Después de años en los que la política identitaria pregnó y atravesó todos los discursos, suena bastante razonable leer que es imperioso dejar de lado nuestras diferencias. Pero a la vez es muy difícil encontrar puntos de contacto con estos grupos enardecidos a los que la filósofa feminista australiana Kate Manne definió como “el vívido síntoma de un fenómeno cultural mucho más amplio y profundo, que cristaliza la sensación tóxica en algunos hombres de tener derecho a ser respetados y admirados de manera amorosa e incondicional, y a intimidar e incluso destruir a quienes no lo hagan o se nieguen a hacerlo”.
Si cuesta ponerse de acuerdo con Power sin objeciones, tiene sentido ver al menos que muchos de estos chicos, criados en plena primavera feminista, y en medio de una creciente crisis de la economía internacional a la que se sumó el aislamiento mundial por la pandemia, quedaron afuera de todo tipo de contención educativa y están condenados a empleos, salarios (y vidas) precarizados. “La calle online” de la que habla Moldavsky les dio de algún modo la oportunidad y el consuelo de ser otros, más divertidos, menos solos; en definitiva, más queridos, simplemente lo que ansiamos todos. Y gurúes de “sabiduría sintética” que combinan cristianismo, ideas libertarias y junguianas y explicaciones misóginas para sus dolores, como Jordan Peterson –un autor que veneran y buscan emular personajes locales como Nicolas Márquez y Agustín Laje–, les ofrecieron algo parecido a un marco teórico en el que amparar su resentimiento.
De nuevo, es útil pensar en cómo la absurda competencia de padecimientos en la que nos embarcó sin buscarlo la política identitaria nos hizo perder de vista la necesidad de minimizar el daño para todos. “El victimismo ha pasado a ser una herramienta muy poderosa y maliciosa en potencia”, dice Power, y agrega: “recompensar a un grupo por el sufrimiento infligido por otro no puede sino resultar en un contraataque aún peor que el daño original”, en una especie de bucle infinito de la Ley del Talión.

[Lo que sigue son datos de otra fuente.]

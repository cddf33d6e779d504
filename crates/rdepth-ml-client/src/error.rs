//! Error types for the segmentation client.

use thiserror::Error;

pub type MlClientResult<T> = Result<T, MlClientError>;

#[derive(Debug, Error)]
pub enum MlClientError {
    #[error("Invalid service URL: {0}")]
    InvalidUrl(#[from] url::ParseError),

    #[error("HTTP error: {0}")]
    Http(#[from] reqwest::Error),

    #[error("Segmentation service returned {status}: {body}")]
    Status { status: u16, body: String },

    #[error("Invalid response: {0}")]
    InvalidResponse(String),

    #[error("Invalid mask for instance {index}: {message}")]
    InvalidMask { index: usize, message: String },
}

impl MlClientError {
    pub fn invalid_response(message: impl Into<String>) -> Self {
        Self::InvalidResponse(message.into())
    }

    pub fn invalid_mask(index: usize, message: impl Into<String>) -> Self {
        Self::InvalidMask {
            index,
            message: message.into(),
        }
    }

    /// True when the service could not be reached or answered with a
    /// server-side failure.
    pub fn is_unavailable(&self) -> bool {
        match self {
            MlClientError::Http(e) => e.is_connect() || e.is_timeout(),
            MlClientError::Status { status, .. } => *status >= 500,
            _ => false,
        }
    }
}
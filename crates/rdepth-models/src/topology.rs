//! Camera-to-radar association table.
//!
//! Each camera is associated with the radars whose field of view overlaps
//! its image plane. The table is built once at startup, validated, and never
//! mutated afterwards, so it can be shared freely across worker tasks.

use std::collections::HashMap;

use thiserror::Error;

use crate::sensor::{CameraId, RadarId};

/// Result type for topology lookups.
pub type TopologyResult<T> = Result<T, TopologyError>;

/// Errors raised while building or querying a [`SensorTopologyTable`].
#[derive(Debug, Clone, PartialEq, Eq, Error)]
pub enum TopologyError {
    #[error("Unknown sensor: camera '{0}' has no radar association")]
    UnknownSensor(String),

    #[error("Invalid topology: camera '{0}' maps to an empty radar list")]
    InvalidTopology(CameraId),
}

/// Frozen mapping from camera viewpoint to its overlapping radars.
#[derive(Debug, Clone)]
pub struct SensorTopologyTable {
    entries: HashMap<CameraId, Vec<RadarId>>,
}

impl SensorTopologyTable {
    /// Build a table from explicit entries.
    ///
    /// Fails if any camera maps to an empty radar list. A camera listed twice
    /// keeps its last entry.
    pub fn new(entries: impl IntoIterator<Item = (CameraId, Vec<RadarId>)>) -> TopologyResult<Self> {
        let mut table = HashMap::new();
        for (camera, radars) in entries {
            if radars.is_empty() {
                return Err(TopologyError::InvalidTopology(camera));
            }
            table.insert(camera, radars);
        }
        Ok(Self { entries: table })
    }

    /// The nuScenes rig association.
    pub fn nuscenes() -> TopologyResult<Self> {
        use CameraId::*;
        use RadarId::*;

        Self::new([
            (CamFront, vec![RadarFront, RadarFrontLeft, RadarFrontRight]),
            (CamFrontLeft, vec![RadarFront, RadarFrontLeft, RadarFrontRight]),
            (CamFrontRight, vec![RadarFront, RadarFrontLeft, RadarFrontRight]),
            (CamBackLeft, vec![RadarFrontLeft, RadarBackLeft]),
            (CamBackRight, vec![RadarFrontRight, RadarBackRight]),
            (CamBack, vec![RadarBackLeft, RadarBackRight]),
        ])
    }

    /// Radars associated with a camera, in association order.
    pub fn radars_for(&self, camera: CameraId) -> TopologyResult<&[RadarId]> {
        self.entries
            .get(&camera)
            .map(Vec::as_slice)
            .ok_or_else(|| TopologyError::UnknownSensor(camera.to_string()))
    }

    /// Radars associated with a raw camera channel name.
    pub fn radars_for_name(&self, channel: &str) -> TopologyResult<&[RadarId]> {
        let camera: CameraId = channel
            .parse()
            .map_err(|_| TopologyError::UnknownSensor(channel.to_string()))?;
        self.radars_for(camera)
    }

    /// Ordered union of the radars of several cameras.
    ///
    /// Duplicates keep their first position; cameras are visited in the
    /// given order.
    pub fn radar_union(&self, cameras: &[CameraId]) -> TopologyResult<Vec<RadarId>> {
        let mut union: Vec<RadarId> = Vec::new();
        for camera in cameras {
            for radar in self.radars_for(*camera)? {
                if !union.contains(radar) {
                    union.push(*radar);
                }
            }
        }
        Ok(union)
    }

    /// Number of cameras in the table.
    pub fn len(&self) -> usize {
        self.entries.len()
    }

    pub fn is_empty(&self) -> bool {
        self.entries.is_empty()
    }
}

#[cfg(test)]
mod tests {
    use super::*;

    #[test]
    fn test_every_camera_has_radars() {
        let table = SensorTopologyTable::nuscenes().unwrap();
        assert_eq!(table.len(), CameraId::ALL.len());
        for camera in CameraId::ALL {
            let first = table.radars_for(*camera).unwrap().to_vec();
            assert!(!first.is_empty(), "{} has no radars", camera);
            let second = table.radars_for(*camera).unwrap();
            assert_eq!(first, second);
        }
    }

    #[test]
    fn test_front_camera_radars() {
        let table = SensorTopologyTable::nuscenes().unwrap();
        assert_eq!(
            table.radars_for(CameraId::CamFront).unwrap(),
            &[
                RadarId::RadarFront,
                RadarId::RadarFrontLeft,
                RadarId::RadarFrontRight
            ]
        );
        assert_eq!(
            table.radars_for(CameraId::CamBack).unwrap(),
            &[RadarId::RadarBackLeft, RadarId::RadarBackRight]
        );
    }

    #[test]
    fn test_empty_radar_list_is_rejected() {
        let err = SensorTopologyTable::new([(CameraId::CamBack, vec![])]).unwrap_err();
        assert_eq!(err, TopologyError::InvalidTopology(CameraId::CamBack));
    }

    #[test]
    fn test_unknown_camera() {
        let table =
            SensorTopologyTable::new([(CameraId::CamFront, vec![RadarId::RadarFront])]).unwrap();
        assert!(matches!(
            table.radars_for(CameraId::CamBack),
            Err(TopologyError::UnknownSensor(name)) if name == "CAM_BACK"
        ));
        assert!(matches!(
            table.radars_for_name("CAM_ROOF"),
            Err(TopologyError::UnknownSensor(name)) if name == "CAM_ROOF"
        ));
    }

    #[test]
    fn test_radar_union_dedupes_in_order() {
        let table = SensorTopologyTable::nuscenes().unwrap();
        let union = table
            .radar_union(&[CameraId::CamBackLeft, CameraId::CamFront, CameraId::CamBack])
            .unwrap();
        assert_eq!(
            union,
            vec![
                RadarId::RadarFrontLeft,
                RadarId::RadarBackLeft,
                RadarId::RadarFront,
                RadarId::RadarFrontRight,
                RadarId::RadarBackRight,
            ]
        );
    }
}
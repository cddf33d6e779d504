//! Sample filtering metrics.

use metrics::counter;
use rdepth_models::RejectionReason;

/// Metric names as constants for consistency.
pub mod names {
    pub const SAMPLES_ADMITTED_TOTAL: &str = "rdepth_samples_admitted_total";
    pub const SAMPLES_REJECTED_TOTAL: &str = "rdepth_samples_rejected_total";
    pub const OBJECTS_REMOVED_TOTAL: &str = "rdepth_objects_removed_total";
    pub const SAMPLES_FAILED_TOTAL: &str = "rdepth_samples_failed_total";
    pub const SCENES_PROCESSED_TOTAL: &str = "rdepth_scenes_processed_total";
}

pub fn record_sample_admitted() {
    counter!(names::SAMPLES_ADMITTED_TOTAL).increment(1);
}

pub fn record_sample_rejected(reason: RejectionReason) {
    let labels = [("reason", reason.as_str().to_string())];
    counter!(names::SAMPLES_REJECTED_TOTAL, &labels).increment(1);
}

pub fn record_objects_removed(count: usize) {
    if count > 0 {
        counter!(names::OBJECTS_REMOVED_TOTAL).increment(count as u64);
    }
}

pub fn record_sample_failed(recoverable: bool) {
    let labels = [("recoverable", recoverable.to_string())];
    counter!(names::SAMPLES_FAILED_TOTAL, &labels).increment(1);
}

pub fn record_scene_processed() {
    counter!(names::SCENES_PROCESSED_TOTAL).increment(1);
}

No hace falta poner en duda las históricas y persistentes desigualdades de género –ni la violencia machista que mata y viola en manada– para preguntarse como Power –o como lo hizo antes y con maestría Rita Segato–: “¿Es mejor entender a los hombres que tememos o es mejor aislarlos y condenarlos más al ostracismo?”. No tengo la respuesta, pero sí la sensación de que aún si nuestro único objetivo es reducir el sufrimiento de las mujeres y las niñas vamos a tener que empezar a escuchar a los “virgos” que, como también dijo Moldavsky, no necesariamente son todos dañinos. A veces, agrego, apenas son chicos dañados. En eso coincido con Power: “Quienquiera que se interese por la humanidad debería preocuparse por su dolor [...], en el mejor de los casos, para evitar que lo transfieran a sí mismos, unos a otros y a las mujeres”.